# UB Debit card skimmed - long weekend?



## VanZan (5 Aug 2014)

I check my online account ridiculously often. Last Friday I was shocked to see around €100 had been reserved. I immediately got onto UB's fraud number and was told there were two payments, in sterling, to Vodafone. Never been a Vodafone customer in my entire life or made a payment to them.

Anyway I got the card cancelled. Now the thing is I've been using it online for around ten years and never had this happen before. I don't think it was online at all.

I made a withdrawal at an ATM on Wednesday the 30th July. It was in a shop but I do remember a woman standing "looking" at a shelf very close behind me. I had a good look at the slot the card goes into and everything seemed fine. I even put my hand over the keypad when putting in the PIN. Now prior to this my last ATM withdrawal had been nearly three weeks before on the 11th July so I'm betting it was this especially with it being the run up to a bank holiday weekend.

Anyway the payments are just showing up on my account now. Two payments to Vodafone UK, Newbury one for  and another for 

I'd say the swines deliberately picked the Friday before a long weekend to start making purchases. Most people would probably be off getting drunk or travelling.

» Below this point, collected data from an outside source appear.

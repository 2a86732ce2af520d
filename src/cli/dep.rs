//! Dependency CLI commands

use anyhow::Result;
use clap::Subcommand;

use super::output::Output;
use super::session::Session;
use crate::domain::{DependencyTreeNode, TodoId};

#[derive(Subcommand)]
pub enum DepCommands {
    /// Make TODO depend on DEPENDENCY
    Add {
        /// Todo that will be blocked
        todo: TodoId,

        /// Todo that must be completed first
        dependency: TodoId,
    },

    /// Remove a dependency
    #[command(alias = "remove")]
    Rm { todo: TodoId, dependency: TodoId },

    /// List direct dependencies and dependents of a todo
    List { id: TodoId },

    /// Show the dependency tree of a todo
    Tree {
        id: TodoId,

        /// Levels to expand (defaults to the workspace setting)
        #[arg(long)]
        depth: Option<usize>,
    },

    /// Check whether adding a dependency would create a cycle
    Check { todo: TodoId, dependency: TodoId },

    /// Show open todos whose dependencies are all completed
    Ready,

    /// Show open todos waiting on dependencies
    Blocked,

    /// Show all todos, dependencies first
    Order,
}

pub fn run(cmd: DepCommands, output: &Output) -> Result<()> {
    let session = Session::open()?;
    let deps = session.dependencies();

    match cmd {
        DepCommands::Add { todo, dependency } => {
            deps.add_dependency(&todo, &dependency)?;
            if output.is_json() {
                output.data(&serde_json::json!({ "todo": todo, "dependency": dependency }));
            } else {
                output.success(&format!("{} now depends on {}", todo, dependency));
            }
        }

        DepCommands::Rm { todo, dependency } => {
            deps.remove_dependency(&todo, &dependency)?;
            if output.is_json() {
                output.data(&serde_json::json!({
                    "todo": todo,
                    "dependency": dependency,
                    "removed": true,
                }));
            } else {
                output.success(&format!("{} no longer depends on {}", todo, dependency));
            }
        }

        DepCommands::List { id } => {
            let dependencies = deps.dependencies(&id)?;
            let dependents = deps.dependents(&id)?;

            if output.is_json() {
                output.data(&serde_json::json!({
                    "id": id,
                    "dependencies": dependencies,
                    "dependents": dependents,
                }));
            } else {
                println!("Depends on ({}):", dependencies.len());
                for todo in &dependencies {
                    println!("  {:<12} {:<12} {}", todo.id, todo.status, todo.title);
                }
                println!("Depended on by ({}):", dependents.len());
                for todo in &dependents {
                    println!("  {:<12} {:<12} {}", todo.id, todo.status, todo.title);
                }
            }
        }

        DepCommands::Tree { id, depth } => {
            let depth = depth.unwrap_or(session.config().tree_max_depth);
            let tree = deps.tree(&id, depth)?;

            if output.is_json() {
                output.data(&tree);
            } else {
                let mut lines = Vec::new();
                render_tree(&tree, "", true, true, &mut lines);
                for line in lines {
                    println!("{}", line);
                }
            }
        }

        DepCommands::Check { todo, dependency } => {
            let cycle = deps.would_create_cycle(&todo, &dependency)?;
            if output.is_json() {
                output.data(&serde_json::json!({
                    "todo": todo,
                    "dependency": dependency,
                    "would_create_cycle": cycle,
                }));
            } else if cycle {
                println!(
                    "Adding {} as a dependency of {} would create a cycle",
                    dependency, todo
                );
            } else {
                println!("{} can depend on {}", todo, dependency);
            }
        }

        DepCommands::Ready => {
            let ready = deps.ready()?;
            if output.is_json() {
                output.data(&ready);
            } else if ready.is_empty() {
                println!("No todos ready to work on.");
            } else {
                println!("Ready todos ({}):", ready.len());
                println!("{:<12} {:<8} TITLE", "ID", "PRIORITY");
                println!("{}", "-".repeat(60));
                for todo in ready {
                    println!("{:<12} {:<8} {}", todo.id, todo.priority, todo.title);
                }
            }
        }

        DepCommands::Blocked => {
            let blocked = deps.blocked()?;
            if output.is_json() {
                output.data(&blocked);
            } else if blocked.is_empty() {
                println!("No blocked todos.");
            } else {
                println!("Blocked todos ({}):", blocked.len());
                println!("{:<12} {:<30} BLOCKED BY", "ID", "TITLE");
                println!("{}", "-".repeat(70));
                for entry in blocked {
                    let blockers: Vec<&str> =
                        entry.blocked_by.iter().map(TodoId::as_str).collect();
                    println!(
                        "{:<12} {:<30} {}",
                        entry.todo.id,
                        entry.todo.title,
                        blockers.join(", ")
                    );
                }
            }
        }

        DepCommands::Order => {
            let order = deps.order()?;
            if output.is_json() {
                output.data(&order);
            } else {
                for (position, todo) in order.iter().enumerate() {
                    println!(
                        "{:>3}. {:<12} {:<12} {}",
                        position + 1,
                        todo.id,
                        todo.status,
                        todo.title
                    );
                }
            }
        }
    }

    Ok(())
}

/// Renders a tree with box-drawing connectors, one line per node
fn render_tree(
    node: &DependencyTreeNode,
    prefix: &str,
    is_root: bool,
    is_last: bool,
    lines: &mut Vec<String>,
) {
    let label = format!("{} [{}] {}", node.id, node.status, node.title);
    let child_prefix = if is_root {
        lines.push(label);
        String::new()
    } else {
        let connector = if is_last { "└── " } else { "├── " };
        lines.push(format!("{}{}{}", prefix, connector, label));
        format!("{}{}", prefix, if is_last { "    " } else { "│   " })
    };

    let count = node.dependencies.len();
    for (i, child) in node.dependencies.iter().enumerate() {
        render_tree(child, &child_prefix, false, i + 1 == count, lines);
    }
}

So I'm 90% sure it's this woman that was standing behind me in the shop. I didn't take enough notice of her to recognise her again but I rang the shop owner on Friday to try to warn him that there was funny business going on. The Gardai have proved themselves hopeless and uninterested in my few prior dealings with them. Do you think there's any chance the shop owner would give me his CCTV footage for the morning of July 30th? Especially if (a) I'm on it and (b) this woman does something naughty to the machine after I leave?

But I just can't fathom how they got my card details. Must have been a skimming thing but boy it must have been good. I had a good look at the slot like I said and didn't see anything untoward.

I'm never using an ATM again! I'd love to get the CCTV footage and verify it was this woman and then shove it up on youtube!


----------



## dub_nerd (5 Aug 2014)

In fairness, it's also possible whoever sabotaged the machine could also have used some sort of keypad overlay. I wouldn't go blaming random people in the absence of any knowledge.


----------



## VanZan (5 Aug 2014)

Do you think they definitely got the PIN? I know often online you don't need the PIN to purchase items. Not sure about Vodafone POS transactions. Surely if they had the PIN they would have just done a cash withdrawal from an ATM?


----------



## DingDing (5 Aug 2014)

Sometimes they guess card numbers and run up transactions that way.  Happened to me before with a card I had not used in a couple of years, I reckon they just kept trying card no's till they got lucky.


----------



## The Oggster (13 Aug 2014)

I don't use my card on our joint account. I just use the account for paying rent and bills. 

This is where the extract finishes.